Multiple sclerosis is a challenging disease for patients, caregivers, and physicians. MS takes function away from patients, causing them to lose the ability to walk, to feel, or to see. The symptoms of MS vary from patient to patient. In fact, the symptoms of multiple sclerosis can even change in the same patient over time. Wherever MS destroys covering on nerve cells, there are the symptoms of the disease. These functional deficits are challenging for caregivers who provide support for patients. MS is also challenging for physicians because it is a difficult disease to treat.
Several disease-modifying treatments have been released over the past decade that has changed the course of MS for some patients. None is a cure. As such, researchers are continually looking for new treatments for multiple sclerosis.
One of the more promising potential MS treatments is thymosin beta 4. Thymosin beta 4 is a small protein (i.e. peptide) that the body produces naturally. When the protein is injected into animals, it produces regenerative and restorative benefits such as improved wound repair and blood vessel and nerve regeneration.
When scientists want to test new treatments for MS, they often use a model of the disease called experimental autoimmune encephalomyelitis (EAE). When researchers cause EAE in mice, it causes the mice to experience symptoms and changes that are quite similar to MS in humans.
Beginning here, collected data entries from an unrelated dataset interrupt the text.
use serde::Serialize;

use crate::error::{QrsError, Result};

/// Offset subtracted from the boundary value when padding, so that a
/// monotone run into either edge still yields a peak at the edge.
const BOUNDARY_EPSILON: f64 = 1e-6;

/// A local maximum of the integrated signal
#[derive(Debug, Clone, Copy, PartialEq, Serialize)]
pub struct PeakCandidate {
    /// Index into the integrated signal
    pub index: usize,
    /// Integrated signal value at `index`
    pub value: f64,
}

/// Strict local-maximum finder with minimum spacing and amplitude limit
///
/// A sample is a peak when it is strictly greater than every sample up to
/// `spacing` positions before and after it. The sequence is padded on both
/// ends with `spacing` copies of its boundary value minus a small epsilon,
/// so edges neither hide nor invent peaks. Equal neighbours disqualify a
/// peak. When a `limit` is set, a peak must also be strictly above it.
#[derive(Debug, Clone)]
pub struct PeakFinder {
    spacing: usize,
    limit: Option<f64>,
}

impl PeakFinder {
    /// Create a new peak finder
    ///
    /// # Arguments
    /// * `spacing` - Neighbourhood half-width in samples (at least 1)
    /// * `limit` - Optional amplitude a peak must exceed
    ///
    /// # Errors
    /// Returns `QrsError::Config` if `spacing` is zero
    pub fn new(spacing: usize, limit: Option<f64>) -> Result<Self> {
        if spacing == 0 {
            return Err(QrsError::Config(
                "peak spacing must be at least 1 sample".to_string(),
            ));
        }
        Ok(Self { spacing, limit })
    }

    pub fn spacing(&self) -> usize {
        self.spacing
    }

    pub fn limit(&self) -> Option<f64> {
        self.limit
    }

    /// Find peak indices in ascending order
    pub fn find_peaks(&self, data: &[f64]) -> Vec<usize> {
        let (Some(&first), Some(&last)) = (data.first(), data.last()) else {
            return Vec::new();
        };

        let len = data.len();
        let spacing = self.spacing;

        let mut padded = Vec::with_capacity(len + 2 * spacing);
        padded.extend(std::iter::repeat_n(first - BOUNDARY_EPSILON, spacing));
        padded.extend_from_slice(data);
        padded.extend(std::iter::repeat_n(last - BOUNDARY_EPSILON, spacing));

        (0..len)
            .filter(|&i| {
                let center = padded[spacing + i];
                (0..spacing).all(|s| {
                    let before = padded[spacing - s - 1 + i];
                    let after = padded[spacing + s + 1 + i];
                    center > before && center > after
                })
            })
            .filter(|&i| self.limit.is_none_or(|limit| data[i] > limit))
            .collect()
    }

    /// Find peaks and pair each index with its value
    pub fn find_candidates(&self, data: &[f64]) -> Vec<PeakCandidate> {
        self.find_peaks(data)
            .into_iter()
            .map(|index| PeakCandidate {
                index,
                value: data[index],
            })
            .collect()
    }
}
Once mice are given EAE, scientists can then see if a particular treatment can make the mice better.
This is precisely what Dr. Zhang and co-researchers accomplished; they caused experimental MS in mice and treated them with either thymosin beta 4 or placebo (saline) injections. Mice began recovering from EAE as early as 11 days after treatment with thymosin beta 4. Thymosin beta 4 treatment reduced the severity of experimental MS in mice by about half compared to those who received a placebo. The statistically significant benefit lasted at least 30 days after thymosin beta 4 treatment.
The researchers performed additional experiments to determine how thymosin beta 4 improved function in mice with EAE. Based on experiments in mouse nerve cells, thymosin beta 4 appears to reduce inflammation and increase oligodendrogenesis, which is the growth of new cells the replace the covering on nerves.
While this work was performed on mice and will need to be confirmed in humans, it is an exciting lead in the development of new therapies for MS. Since thymosin beta 4 appears to be safe, this small protein may one day be among the disease-modifying treatments for MS.
Reference: Zhang, J., et al. (2009). Neurological Functional Recovery After Thymosin Beta4 Treatment in Mice with Experimental Auto Encephalomyelitis. Neuroscience. 2009 Dec 29; 164(4): 1887-1893.